À mon avis, la meilleure option est une version du régime pauvre en glucides. Lorsque vous réduisez votre consommation de glucides, vous abaissez votre taux d’insuline, ce qui a pour effet d’ouvrir les cellules adipeuses afin que la graisse stockée puisse sortir et être brûlée. Les aliments riches en graisses et en protéines sont très rassasiants. Donc, ces aliments que vous êtes autorisé à manger en quantités illimitées vont, contrairement aux glucides, couper rapidement votre faim. De plus, un régime pauvre en glucides est plus ou moins inscrit dans nos gènes, puisque l’être humain a nécessairement suivi ce type de régime pendant des millénaires.
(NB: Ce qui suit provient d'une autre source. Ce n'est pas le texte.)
//! Register session command.

use anyhow::{anyhow, bail, Result};
use chrono::Local;
use dialoguer::{Confirm, Input, MultiSelect, Select};

use teapos_client::{PosApi, StaticTransport};
use teapos_core::cart::CartTotals;
use teapos_core::catalog::{CustomizationOptions, Product, ProductKind};
use teapos_core::checkout::{CheckoutSession, OrderDraft, OrderReceipt, PaymentMethod};
use teapos_core::customization::Temperature;
use teapos_core::editor::{CatalogStatus, EditorSession};
use teapos_core::ids::EmployeeId;
use teapos_core::pricing::{format_delta_suffix, size_delta, PricingPolicy};
use teapos_store::Store;

use super::SellArgs;
use crate::context::Context;
use crate::menu::sample_products;

/// Order id the simulated backend hands out.
const DEMO_ORDER_ID: i64 = 241;

/// Run the sell command.
pub async fn run(args: SellArgs, ctx: &Context) -> Result<()> {
    let policy = PricingPolicy {
        charge_size_delta: ctx.config.charge_size_delta,
    };
    let mut session = CheckoutSession::with_policy(policy);

    match args.cashier.or(ctx.config.cashier_id) {
        Some(id) => session = session.with_cashier(EmployeeId::new(id)),
        None => ctx.output.warn("No cashier attributed to this sale"),
    }

    // Catalog store: editors receive their options through it, the
    // way the register surfaces receive them from the backend.
    let catalog: Store<CatalogStatus> = Store::new(CatalogStatus::Loading);
    let log = ctx.output.clone();
    catalog.subscribe(move |status| {
        if status.is_ready() {
            log.debug("customization catalog ready");
        }
    });

    let products = sample_products();
    let mut editor = EditorSession::new();

    ctx.output.header("Register session");
    ctx.output.step(1, 4, "Ringing up items");

    if args.interactive {
        interactive_ring_up(&mut session, &mut editor, &catalog, &products, ctx)?;
    } else {
        scripted_ring_up(&mut session, &mut editor, &catalog, &products, ctx)?;
    }

    if session.cart.is_empty() {
        bail!("Nothing rung up");
    }

    print_ticket(&session, ctx);

    let method = if args.interactive {
        prompt_payment()?
    } else {
        PaymentMethod::from_str(&args.payment)
            .ok_or_else(|| anyhow!("Unknown payment method: {}", args.payment))?
    };

    ctx.output.step(3, 4, "Order payload");
    let draft = session.draft_order(method)?;
    let totals = session.totals();
    ctx.output.json(&draft);

    ctx.output.step(4, 4, "Submitting order");
    let receipt = submit(&draft, &totals, &ctx.config.api_base_url, ctx).await?;
    session.complete(&receipt);

    ctx.output.success(&format!(
        "Order {} complete, total {}",
        receipt.order_number(),
        totals.total.display()
    ));
    ctx.output
        .info(&format!("{}", Local::now().format("%Y-%m-%d %H:%M:%S")));

    Ok(())
}

fn scripted_ring_up(
    session: &mut CheckoutSession,
    editor: &mut EditorSession,
    catalog: &Store<CatalogStatus>,
    products: &[Product],
    ctx: &Context,
) -> Result<()> {
    let tea = find(products, "Brown Sugar Milk Tea")?;
    let fruit = find(products, "Strawberry Fruit Tea")?;
    let mochi = find(products, "Mochi Bites")?;

    // Options arrive while the first editor is open
    let token = editor.open(tea, None, None);
    catalog.set(CatalogStatus::Ready(CustomizationOptions::standard()));
    editor.apply_catalog(token, catalog.get());

    editor.set_size("Medium")?;
    editor.set_base("Oat Milk")?;
    editor.toggle_topping("Boba")?;
    let confirmed = editor.confirm()?;
    ctx.output
        .info(&format!("{} | {}", tea.name, confirmed.customizations));
    session.cart.add(tea, confirmed.customizations.clone());

    // Same drink again merges into one line
    session.cart.add(tea, confirmed.customizations);

    let token = editor.open(fruit, None, None);
    editor.apply_catalog(token, catalog.get());
    editor.set_ice("No Ice")?;
    let confirmed = editor.confirm()?;
    ctx.output
        .info(&format!("{} | {}", fruit.name, confirmed.customizations));
    session.cart.add(fruit, confirmed.customizations);

    editor.open(mochi, None, None);
    editor.set_intensity(7)?;
    let confirmed = editor.confirm()?;
    ctx.output
        .info(&format!("{} | {}", mochi.name, confirmed.customizations));
    session.cart.add(mochi, confirmed.customizations);

    Ok(())
}

fn interactive_ring_up(
    session: &mut CheckoutSession,
    editor: &mut EditorSession,
    catalog: &Store<CatalogStatus>,
    products: &[Product],
    ctx: &Context,
) -> Result<()> {
    catalog.set(CatalogStatus::Ready(CustomizationOptions::standard()));

    loop {
        let names: Vec<String> = products
            .iter()
            .map(|p| format!("{} ({})", p.name, p.unit_price().display()))
            .collect();
        let idx = Select::new()
            .with_prompt("Product")
            .items(&names)
            .default(0)
            .interact()?;
        let product = &products[idx];

        let token = editor.open(product, None, None);
        editor.apply_catalog(token, catalog.get());

        match product.kind() {
            ProductKind::Drink => prompt_drink(editor)?,
            ProductKind::Snack => prompt_snack(editor)?,
        }

        let confirmed = editor.confirm()?;
        ctx.output
            .info(&format!("{} | {}", product.name, confirmed.customizations));
        session.cart.add(product, confirmed.customizations);

        let again = Confirm::new()
            .with_prompt("Add another item?")
            .default(false)
            .interact()?;
        if !again {
            break;
        }
    }

    Ok(())
}

fn prompt_drink(editor: &mut EditorSession) -> Result<()> {
    let options = match editor.catalog().options() {
        Some(options) => options.clone(),
        None => bail!("Customization catalog not loaded"),
    };

    let sizes: Vec<String> = options
        .sizes
        .iter()
        .map(|s| format!("{}{}", s, format_delta_suffix(size_delta(s))))
        .collect();
    let size = Select::new()
        .with_prompt("Size")
        .items(&sizes)
        .default(0)
        .interact()?;
    editor.set_size(options.sizes[size].as_str())?;

    let temps = ["Iced", "Hot"];
    let temp = Select::new()
        .with_prompt("Temperature")
        .items(&temps)
        .default(0)
        .interact()?;
    if temp == 1 {
        editor.set_temperature(Temperature::Hot)?;
    } else {
        let ice = Select::new()
            .with_prompt("Ice")
            .items(&options.ice_levels)
            .default(options.ice_levels.len().saturating_sub(1))
            .interact()?;
        editor.set_ice(options.ice_levels[ice].as_str())?;
    }

    let sweetness = Select::new()
        .with_prompt("Sweetness")
        .items(&options.sweetness_levels)
        .default(options.sweetness_levels.len().saturating_sub(1))
        .interact()?;
    editor.set_sweetness(options.sweetness_levels[sweetness].as_str())?;

    let mut bases = vec!["(none)".to_string()];
    bases.extend(options.bases.iter().cloned());
    let base = Select::new()
        .with_prompt("Base")
        .items(&bases)
        .default(0)
        .interact()?;
    if base > 0 {
        editor.set_base(bases[base].as_str())?;
    }

    let labels: Vec<&str> = options.toppings.iter().map(|t| t.label.as_str()).collect();
    let picked = MultiSelect::new()
        .with_prompt("Toppings")
        .items(&labels)
        .interact()?;
    for idx in picked {
        editor.toggle_topping(labels[idx])?;
    }

    let mut shots = vec!["(none)".to_string()];
    shots.extend(options.flavor_shots.iter().map(|s| s.label.clone()));
    let shot = Select::new()
        .with_prompt("Flavor shot")
        .items(&shots)
        .default(0)
        .interact()?;
    if shot > 0 {
        editor.set_flavor_shot(shots[shot].as_str())?;
    }

    Ok(())
}

fn prompt_snack(editor: &mut EditorSession) -> Result<()> {
    let intensity: u8 = Input::new()
        .with_prompt("Flavor intensity (0-10)")
        .default(5)
        .interact_text()?;
    editor.set_intensity(intensity)?;
    Ok(())
}

fn prompt_payment() -> Result<PaymentMethod> {
    let choices = ["Cash", "Card", "Other"];
    let idx = Select::new()
        .with_prompt("Payment method")
        .items(&choices)
        .default(0)
        .interact()?;
    Ok(PaymentMethod::from_str(choices[idx]).unwrap_or_default())
}

fn print_ticket(session: &CheckoutSession, ctx: &Context) {
    ctx.output.step(2, 4, "Ticket");
    ctx.output.table_row(
        &["QTY", "ITEM", "CUSTOMIZATIONS", "LINE"],
        &[4, 22, 36, 8],
    );

    for line in session.cart.items() {
        let qty = line.quantity.to_string();
        let total = line.line_total(&session.policy).display();
        ctx.output.table_row(
            &[&qty, &line.product.name, &line.customizations, &total],
            &[4, 22, 36, 8],
        );
        if ctx.output.is_verbose() {
            ctx.output
                .debug(&format!("line key: {}", line.structural_key()));
        }
    }

    let totals = session.totals();
    ctx.output.kv("Subtotal", &totals.subtotal.display());
    ctx.output.kv("Tax", &totals.tax.display());
    ctx.output.kv("Total", &totals.total.display());
}

async fn submit(
    draft: &OrderDraft,
    totals: &CartTotals,
    base_url: &str,
    ctx: &Context,
) -> Result<OrderReceipt> {
    let base = base_url.trim().trim_end_matches('/');

    // No live backend in the demo: a canned transport answers the way
    // the order service would.
    let receipt_body = serde_json::to_string(&serde_json::json!({
        "order_id": DEMO_ORDER_ID,
        "subtotal": totals.subtotal.to_decimal(),
        "tax": totals.tax.to_decimal(),
        "total": totals.total.to_decimal(),
    }))?;
    let transport = StaticTransport::new().with_post(format!("{base}/orders/"), 201, receipt_body);
    let api = PosApi::new(transport).with_base_url(base_url)?;

    ctx.output
        .debug(&format!("POST {}/orders/ (simulated)", api.base_url()));
    let receipt = api.create_order(draft).await?;
    Ok(receipt)
}

fn find<'a>(products: &'a [Product], name: &str) -> Result<&'a Product> {
    products
        .iter()
        .find(|p| p.name == name)
        .ok_or_else(|| anyhow!("'{}' missing from the sample menu", name))
}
Les données montrent que le régime pauvre en glucides est le meilleur moyen de perdre du poids. La Public Health Collaboration, une organisation britannique à but non lucratif, a recensé toutes les études sur les régimes alimentaires, comparant les régimes pauvres en graisses et riches en glucides (et les régimes hypocaloriques) aux régimes pauvres en glucides, au cours des deux dernières décennies. Vous pouvez consulter leurs données. Sur les 67 études évaluées, le régime pauvre en glucides l’emporte sur le régime pauvre en graisses (pauvre en calories), en termes de perte de poids, dans 58 d’entre elles. Dans 7 études seulement, les sujets ont perdu plus de poids avec un régime pauvre en graisses. Si l’on évalue ces 67 études en termes de signification statistique (faible P, si cela vous intéresse), il s’avère que 36/67 études montrent une différence statistiquement significative dans la perte de poids chez les sujets soumis à un régime pauvre en glucides, et 0/67 pour le régime pauvre en graisses.
(Note : la Public Health Collaboration fait la promotion des régimes pauvres en glucides. Mais je connais certaines des personnes qui la dirigent. Elles n’ont pas toujours été des adeptes de régimes pauvres en glucides. Les données les ont fait changer d’avis.)
Admettons, pour les besoins de la discussion, que le régime pauvre en glucides est le meilleur régime pour la perte de poids pour le plus grand nombre d’individus. Lorsque des personnes suivent le régime pauvre en glucides et perdent du poids, que font-elles lorsqu’elles atteignent leur objectif ? Mettent-elles plus de viande, d’œufs et de fromage dans leur assiette ? Ou bien mangent-elles plus de glucides ? Je crois que tout le monde connaît la réponse à cette question.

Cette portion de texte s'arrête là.